Now perhaps all that followed would not have, had it not occurred on the seventeenth day of Buds, for it was the very day on which four of the five mentioned in our story had been born, though they recognized it not.

The captain, who had been birthed that day forty years in the past, did not believe in such birth luck, trusting only to his own skill—which is perhaps why he had fetched up so promptly on the shoals of the Eel.

The young farmer was an orphan who had been found on a doorstep some twenty years past, and so had never really known his true birth day. His foster parents counted it five days after the seventeenth, the morning they had tripped over his basket and thus smashed the infant's nose.
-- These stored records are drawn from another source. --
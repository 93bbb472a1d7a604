use std::fmt;

use serde::Serialize;

/// How a newly reached state is matched against already explored ones.
/// The policy also determines which kind of graph is built.
#[derive(Debug, Clone, Copy, PartialEq, Eq, Default, Serialize)]
#[serde(rename_all = "snake_case")]
pub enum CoveringPolicy {
    /// Labelled transition system / constraint graph: merge equal states,
    /// abort on unboundedness.
    #[default]
    Exact,
    /// Coverability graph: accelerate dominating markings to `ω`.
    OmegaAbstraction,
    /// Coverability tree: never merge, stop at covered leaves.
    Tree,
}

impl CoveringPolicy {
    pub fn graph_kind(self) -> &'static str {
        match self {
            CoveringPolicy::Exact => "constraint graph",
            CoveringPolicy::OmegaAbstraction => "coverability graph",
            CoveringPolicy::Tree => "coverability tree",
        }
    }
}

impl fmt::Display for CoveringPolicy {
    fn fmt(&self, f: &mut fmt::Formatter<'_>) -> fmt::Result {
        match self {
            CoveringPolicy::Exact => write!(f, "exact"),
            CoveringPolicy::OmegaAbstraction => write!(f, "omega"),
            CoveringPolicy::Tree => write!(f, "tree"),
        }
    }
}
And the priest, who had been born some sixty years in the past, had been given a new birth date by the master of his faith who had tried, in this way, to twist luck to his own ends.

So that was three. But I
did
say four. And it is not of the innkeeper I now speak, for he knew full well his luck day was the twenty-seventh of Wind. But he had forgot that the bull camel, The Demon, humped and with the wandering eye (you must remember that eye, Exultancies) had emerged head first and spitting five years ago to that very day.

An animal casts no luck, neither good nor bad, you say, my Supremacies? And where is that bit of wisdom writ? Believe me when I tell you that the seventeenth day of Buds was the source of the problem. I have no reason to lie.

So there they were, three birth days sequestered and snoring under the one inn roof and the fourth feeding on straw in the stable. Together they invented the rest of my small tale and invested it with the worst of ill luck, which led to the haunting of the place from that day on.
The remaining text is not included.